Where There Is No Sin
Funny this … it comes a year after my last crisis of faith.
For me, there are few places I retreat … places where there is no sin … places where there is only beauty, that watermark of God’s Divine Being and Perfection. My parents showed me nature – mountains, streams, woods, animals – and taught me music. I didn’t realize any of this until tonight while listening to U2.
The song You Can’t Make It On Your Own climaxes with the following lyrics:
Can you hear me when I Sing,
You’re the reason I sing
You’re the reason why
The opera is in me…
It’s really sweet lyrically and musically because the entire song is about the strife and tension between Bono and his father, but here … this is the first affirmation … non-accusal … a heart felt thank you. This is the place that Bono’s father has shown Bono where there is no sin … the place that Bono cannot escape the love his father … the place where Bono ever knows that he is indebted to his father and so cannot ever leave his father alone.

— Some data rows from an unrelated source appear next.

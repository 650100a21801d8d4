//! Stdout side-channel protocol.
//!
//! Supervisors scrape these lines, so their text is fixed:
//! `[Step n/total]`, `PREVIEW:<path>` and `GENERATED_PROMPT:<text>`.

use std::io::Write;
use std::path::PathBuf;

pub const PREVIEW_PREFIX: &str = "PREVIEW:";
pub const GENERATED_PROMPT_PREFIX: &str = "GENERATED_PROMPT:";

#[derive(Debug, Clone, PartialEq)]
pub enum ProgressEvent {
    Step { step: u32, total: u32 },
    Preview(PathBuf),
    GeneratedPrompt(String),
}

impl ProgressEvent {
    /// The protocol line for this event, without a trailing newline.
    pub fn to_line(&self) -> String {
        match self {
            ProgressEvent::Step { step, total } => format!("[Step {step}/{total}]"),
            ProgressEvent::Preview(path) => format!("{PREVIEW_PREFIX}{}", path.display()),
            ProgressEvent::GeneratedPrompt(text) => format!("{GENERATED_PROMPT_PREFIX}{text}"),
        }
    }

    /// Recover an event from one line of worker output. Unrelated lines give `None`.
    pub fn parse_line(line: &str) -> Option<ProgressEvent> {
        let line = line.trim_end_matches(['\r', '\n']);
        if let Some(path) = line.strip_prefix(PREVIEW_PREFIX) {
            return Some(ProgressEvent::Preview(PathBuf::from(path.trim())));
        }
        if let Some(text) = line.strip_prefix(GENERATED_PROMPT_PREFIX) {
            return Some(ProgressEvent::GeneratedPrompt(text.trim().to_string()));
        }
        // "Step n/total" anywhere in the line.
        let rest = &line[line.find("Step ")? + "Step ".len()..];
        let (step, rest) = rest.split_once('/')?;
        let total: String = rest.chars().take_while(|c| c.is_ascii_digit()).collect();
        Some(ProgressEvent::Step {
            step: step.trim().parse().ok()?,
            total: total.parse().ok()?,
        })
    }

    /// Completion percentage for step events; capped at 99 until the job finishes.
    pub fn percent(&self) -> Option<u32> {
        match self {
            ProgressEvent::Step { step, total } if *total > 0 => {
                Some(((*step as u64 * 100 / *total as u64) as u32).min(99))
            }
            _ => None,
        }
    }
}

impl std::fmt::Display for ProgressEvent {
    fn fmt(&self, f: &mut std::fmt::Formatter<'_>) -> std::fmt::Result {
        f.write_str(&self.to_line())
    }
}

/// Receives progress events. Must not block: it runs inside the engine's step loop.
pub trait ProgressSink: Send {
    fn emit(&mut self, event: ProgressEvent);
}

/// Writes protocol lines to stdout and flushes each one.
#[derive(Debug, Default)]
pub struct StdoutSink;

impl ProgressSink for StdoutSink {
    fn emit(&mut self, event: ProgressEvent) {
        let stdout = std::io::stdout();
        let mut out = stdout.lock();
        if let Err(e) = writeln!(out, "{}", event.to_line()).and_then(|_| out.flush()) {
            tracing::warn!(error = %e, "failed to write progress line");
        }
    }
}

/// Drops every event.
#[derive(Debug, Default)]
pub struct NullSink;

impl ProgressSink for NullSink {
    fn emit(&mut self, _event: ProgressEvent) {}
}

/// Forwards events to a channel, for callers that print them from another thread.
pub struct ChannelSink(pub std::sync::mpsc::Sender<ProgressEvent>);

impl ProgressSink for ChannelSink {
    fn emit(&mut self, event: ProgressEvent) {
        // Receiver gone means nobody is listening any more.
        let _ = self.0.send(event);
    }
}

#[cfg(test)]
mod tests {
    use super::*;

    #[test]
    fn test_line_formats() {
        assert_eq!(ProgressEvent::Step { step: 5, total: 50 }.to_line(), "[Step 5/50]");
        assert_eq!(
            ProgressEvent::Preview(PathBuf::from("/tmp/p/step_005.png")).to_line(),
            "PREVIEW:/tmp/p/step_005.png"
        );
        assert_eq!(
            ProgressEvent::GeneratedPrompt("fair skin".into()).to_line(),
            "GENERATED_PROMPT:fair skin"
        );
    }

    #[test]
    fn test_parse_line() {
        assert_eq!(
            ProgressEvent::parse_line("[Step 12/40]\n"),
            Some(ProgressEvent::Step { step: 12, total: 40 })
        );
        assert_eq!(
            ProgressEvent::parse_line("INFO Step 3/20 done"),
            Some(ProgressEvent::Step { step: 3, total: 20 })
        );
        assert_eq!(
            ProgressEvent::parse_line("PREVIEW:/a/b.png"),
            Some(ProgressEvent::Preview(PathBuf::from("/a/b.png")))
        );
        assert_eq!(
            ProgressEvent::parse_line("GENERATED_PROMPT: young adult"),
            Some(ProgressEvent::GeneratedPrompt("young adult".into()))
        );
        assert_eq!(ProgressEvent::parse_line("loading models"), None);
        assert_eq!(ProgressEvent::parse_line("Step x/10"), None);
    }

    #[test]
    fn test_percent_capped() {
        assert_eq!(ProgressEvent::Step { step: 25, total: 50 }.percent(), Some(50));
        assert_eq!(ProgressEvent::Step { step: 50, total: 50 }.percent(), Some(99));
        assert_eq!(ProgressEvent::Step { step: 1, total: 0 }.percent(), None);
        assert_eq!(ProgressEvent::Preview(PathBuf::new()).percent(), None);
    }

    #[test]
    fn test_channel_sink() {
        let (tx, rx) = std::sync::mpsc::channel();
        let mut sink = ChannelSink(tx);
        sink.emit(ProgressEvent::Step { step: 1, total: 2 });
        assert_eq!(rx.recv().unwrap(), ProgressEvent::Step { step: 1, total: 2 });
    }
}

Beauty is not to be horded: it is meant in its being to be shared. So it is that in a world where there is sin, it is not enough that we may be satisified in the pursuit to attaining to merely not sinning – to believe otherwise is the mistake (and sin) of the scribes and Pharisees. If it were only and ever about not sinning, God would not need to manifest Himself as part of the world … because God’s perfection by definition is undeniable. So if God makes Himself part of the world to be known undeniably by the world, then there has to more to it than just demonstrating His Perfection.
And what it is, is Love: to take the beauty you know, inside and out, to others. To merely not sin is to make a person’s concern beyond himself, at first glance, unimportant. But what it truly means to not sin is to love and love unconditionally. And when you love, you don’t love selectively and partially. You don’t go through the motions to fulfill a requirement. You don’t hold back, keeping some beauty for yourself or keeping beauty from some others. You give it all up … in your home … in the grocery store … at work … where angels fear to tread … the very heart of the den of your enemies … on a cross … because that’s the only cure to sin – to love it out, to take beauty everywhere as you can. Without fear, without hesitation, without doubt, you go, you share … you say, “Yes,” against the odds … in hopes that people will accept that cure and in turn begin themselves to love. It is necessary to have the hope that each and every person can truly, freely say,”Yes,” or else love, again, loses its meaning.
Christ’s invitation to and atonement on the cross is not offered for a few. As much as He is the All in All, He offers His All to all … or else it’s meaningless … Love is something a good deal smaller and finite than what I believe it to be.
And so, I find myself, wondering how and why I got from Bono, to love, to sin, to salvation. And what it is, is this: I’ve been missing what it means to love … to love as Christ/God loves. I have until now thought of “loving” as something I do to others … but it’s more organic than that. Bono’s father loved Bono and so took him to the opera. My parents loved me and so took me into nature. God loved us, breathed on us, walked before our eyes, touched us, healed us, died for our freedom, and has never hence stopped talking to our hearts and to our lives through silent words and the love in the lives of His lovers. If I am to love, it’s not something I do to someone else. It’s being unselfish in who I am … showing beauty … taking people to places in the world where there is no sin … telling them the story about a path to a cross whose beauty knows no equal … learning what it is I have to give … and giving it.
Dear Lord, show me what I have to give.
That piece was so beautiful it nearly took my breath away. Just in the way you wrote you succeeded in sharing some beauty with us, the very desire you were writing about.
One of the most significant directions in my theology in the past year has been this very realization, that the call to discipleship in Jesus is far more than a negative call not to sin; it is also, or even more so, a call to be a part of restoring God’s world to where it was meant to be, or even better yet, to be helping the future perfectly beautiful world, one even better than Eden, to begin to break into the present. And we do that with every small act of love, in the grocery store, to our wife and kids, in the toughest part of town.